Peu emballé par la bande-annonce et par le risque de redite autour de ce personnage maintes fois abordé, je me suis laissé convaincre par les retours positifs. Et je vous encourage à faire de même car Joker est un véritable bon film, bien loin des divertissements popcorn (gavant) dont le genre déborde. Le soin apporté à la réalisation comme à la photographie est un plaisir constant, autant dans la magnifique reconstitution d'une Gotham crasseuse et atemporelle (ça brasse des 50's à nos jours) que dans une mise en scène pleine de sens (l'entrée dans l'hôpital par la porte de sortie = perfection).

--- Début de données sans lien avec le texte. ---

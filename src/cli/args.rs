//! Command-line argument parsing for hybrid-rag
//!
//! Provides clap-based CLI with subcommands and verbosity control.

use clap::{Parser, Subcommand};
use std::path::PathBuf;

/// hybrid-rag - Fuse knowledge-graph and keyword evidence into one ranked list
#[derive(Parser, Debug)]
#[command(name = "hybrid-rag")]
#[command(version)]
#[command(about = "Hybrid graph + keyword retrieval with reranking", long_about = None)]
pub struct Args {
    /// Configuration file path (default: ~/.hybrid-rag/config.toml)
    #[arg(short, long, global = true)]
    pub config: Option<PathBuf>,

    /// Verbosity level: -q (quiet), default (normal), -v (verbose), -vv (very verbose)
    #[arg(short, long, action = clap::ArgAction::Count, global = true)]
    pub verbose: u8,

    /// Quiet mode (errors only)
    #[arg(short, long, global = true)]
    pub quiet: bool,

    #[command(subcommand)]
    pub command: Commands,
}

/// Available subcommands
#[derive(Subcommand, Debug)]
pub enum Commands {
    /// Retrieve ranked evidence for a query
    Query {
        /// Query text
        #[arg(value_name = "TEXT")]
        text: String,

        /// Maximum number of documents (config default when omitted)
        #[arg(short = 'k', long)]
        top_k: Option<usize>,

        /// Minimum score a document must reach
        #[arg(short, long)]
        threshold: Option<f32>,

        /// Graph snapshot JSON file
        #[arg(short, long)]
        graph: Option<PathBuf>,

        /// Keyword corpus JSON file
        #[arg(long)]
        corpus: Option<PathBuf>,

        /// Cross-encoder rerank endpoint (overrides config)
        #[arg(long)]
        reranker_url: Option<String>,

        /// Restrict graph seeds to a node type (repeatable)
        #[arg(long = "node-type")]
        node_types: Vec<String>,

        /// Print the result as JSON
        #[arg(long)]
        json: bool,
    },

    /// Print statistics for a graph snapshot
    Stats {
        /// Graph snapshot JSON file
        #[arg(value_name = "GRAPH")]
        graph: PathBuf,

        /// Print the statistics as JSON
        #[arg(long)]
        json: bool,
    },

    /// Display the effective configuration
    Config,
}

/// Verbosity level enum
#[derive(Debug, Clone, Copy, PartialEq, Eq)]
pub enum Verbosity {
    Quiet,
    Normal,
    Verbose,
    VeryVerbose,
}

impl Args {
    /// Get verbosity level based on flags
    pub fn verbosity(&self) -> Verbosity {
        if self.quiet {
            Verbosity::Quiet
        } else {
            match self.verbose {
                0 => Verbosity::Normal,
                1 => Verbosity::Verbose,
                _ => Verbosity::VeryVerbose,
            }
        }
    }
}

impl Verbosity {
    pub fn as_str(&self) -> &'static str {
        match self {
            Verbosity::Quiet => "quiet",
            Verbosity::Normal => "normal",
            Verbosity::Verbose => "verbose",
            Verbosity::VeryVerbose => "very_verbose",
        }
    }

    /// Log filter used when `RUST_LOG` is not set
    pub fn log_directive(&self) -> &'static str {
        match self {
            Verbosity::Quiet => "error",
            Verbosity::Normal => "warn",
            Verbosity::Verbose => "hybrid_rag=info",
            Verbosity::VeryVerbose => "hybrid_rag=debug",
        }
    }

    /// Check if should show per-source diagnostics
    pub fn show_details(&self) -> bool {
        matches!(self, Verbosity::Verbose | Verbosity::VeryVerbose)
    }
}

#[cfg(test)]
mod tests {
    use super::*;

    #[test]
    fn test_query_command() {
        let args = Args::parse_from([
            "hybrid-rag",
            "query",
            "气虚体质的表现",
            "-k",
            "3",
            "--graph",
            "graph.json",
            "--node-type",
            "Constitution",
            "--node-type",
            "Symptom",
        ]);
        match args.command {
            Commands::Query {
                text,
                top_k,
                threshold,
                graph,
                node_types,
                json,
                ..
            } => {
                assert_eq!(text, "气虚体质的表现");
                assert_eq!(top_k, Some(3));
                assert_eq!(threshold, None);
                assert_eq!(graph, Some(PathBuf::from("graph.json")));
                assert_eq!(node_types, vec!["Constitution", "Symptom"]);
                assert!(!json);
            }
            other => panic!("unexpected command: {:?}", other),
        }
    }

    #[test]
    fn test_verbosity_flags() {
        let args = Args::parse_from(["hybrid-rag", "config"]);
        assert_eq!(args.verbosity(), Verbosity::Normal);

        let args = Args::parse_from(["hybrid-rag", "-q", "config"]);
        assert_eq!(args.verbosity(), Verbosity::Quiet);

        let args = Args::parse_from(["hybrid-rag", "config", "-vv"]);
        assert_eq!(args.verbosity(), Verbosity::VeryVerbose);
        assert_eq!(args.verbosity().log_directive(), "hybrid_rag=debug");
    }

    #[test]
    fn test_verbosity_details() {
        assert!(!Verbosity::Normal.show_details());
        assert!(Verbosity::Verbose.show_details());
        assert_eq!(Verbosity::Quiet.as_str(), "quiet");
    }

    #[test]
    fn test_stats_requires_graph() {
        assert!(Args::try_parse_from(["hybrid-rag", "stats"]).is_err());
        let args = Args::parse_from(["hybrid-rag", "stats", "g.json", "--json"]);
        assert!(matches!(args.command, Commands::Stats { json: true, .. }));
    }
}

Il est évidemment impossible de faire l'impasse sur la performance remarquable d'Albert Dupont... heu pardon de Joaquin Phoenix, dont la réussite est à la hauteur de ce pari particulièrement casse-gueule. Il parvient à donner incarnation d'une manière originale, quel exploit, à son proto-Joker, tout en jeu de corps, de visage et de regard, dans une pantomime fascinante qui prolonge cette capacité à rendre la souffrance du fou-rire (très bonne idée d'ailleurs que cette approche pathologique de l'hilarité). Phoenix est aussi crédible en louseur effondré et claudiquant qu'en psychopathe gracieux et décomplexé. Le nerf du film reposait sur ses épaules qu'il démontre d'une solidité épatante. Son aura va jusqu'à contaminer De Niro qui retrouve des compétences d'acteur (encore un exploit !) et rendre presque sexy le caméo de Bernadette Chirac.

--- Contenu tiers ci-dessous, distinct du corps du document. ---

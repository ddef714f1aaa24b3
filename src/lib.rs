//! hybrid-rag - Hybrid knowledge retrieval for RAG
//!
//! Fuses evidence from a property graph and a keyword index, reranks it on a
//! single scale and returns a bounded, ordered, fault-tolerant result.
//!
//! # Architecture
//!
//! - **graph**: property-graph model, backend trait, fail-soft store
//! - **keyword**: lexical search trait and an in-memory BM25 index
//! - **rag**: rerankers and the retrieval orchestrator
//! - **config / telemetry / cli**: ambient layers for the binary

pub mod errors;
pub mod types;

// Leaf sources
pub mod graph;
pub mod keyword;

// Retrieval pipeline
pub mod rag;

// Interface layer
pub mod cli;
pub mod config;
pub mod telemetry;

// Re-export commonly used types
pub use config::RetrievalConfig;
pub use errors::{Result, RetrievalError};
pub use rag::{RetrievalOrchestrator, RetrieveOptions};
pub use types::{Candidate, RetrievalResult, Source};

Joker a également le bon goût de garder la juste distance avec ses origines Comic Books, puisant la matière intéressante pour accompagner une réflexion humaine et sociale qui pourrait en être indépendante. De nombreux thèmes sont ainsi brassés, sans pour autant paraitre disparates, de la stigmatisation de la maladie mentale et du processus personnel d'effritement narcissique et de rejet qui amène à la violence contre soit (le suicide plane sans cesse sur le film) avant qu'elle ne trouve finalement solution dans la violence contre les autres (la seule à même de lui donner une visibilité et donc une reconnaissance de son existence), processus qui trouve écho dans le champs social avec le mépris de classe faisant le lit des révoltes populaires... dont le mal-être s'incarne dans un fou dangereux porté au pinacle. Grâce à ce dernier point, Joker évite avec brio le piège de la prise de position et de la glorification d'un tel personnage ; en effet, y'a-t-il véritablement un bon choix de société entre la Gotham en putréfaction ou celle en flammes ?
Je retiendrais 2 légères critiques, histoire de ne pas être dans la pure dithyrambe : une explication inutilement trop appuyée de sa relation à sa voisine et une dernière séquence superfétatoire. Que dalle, donc.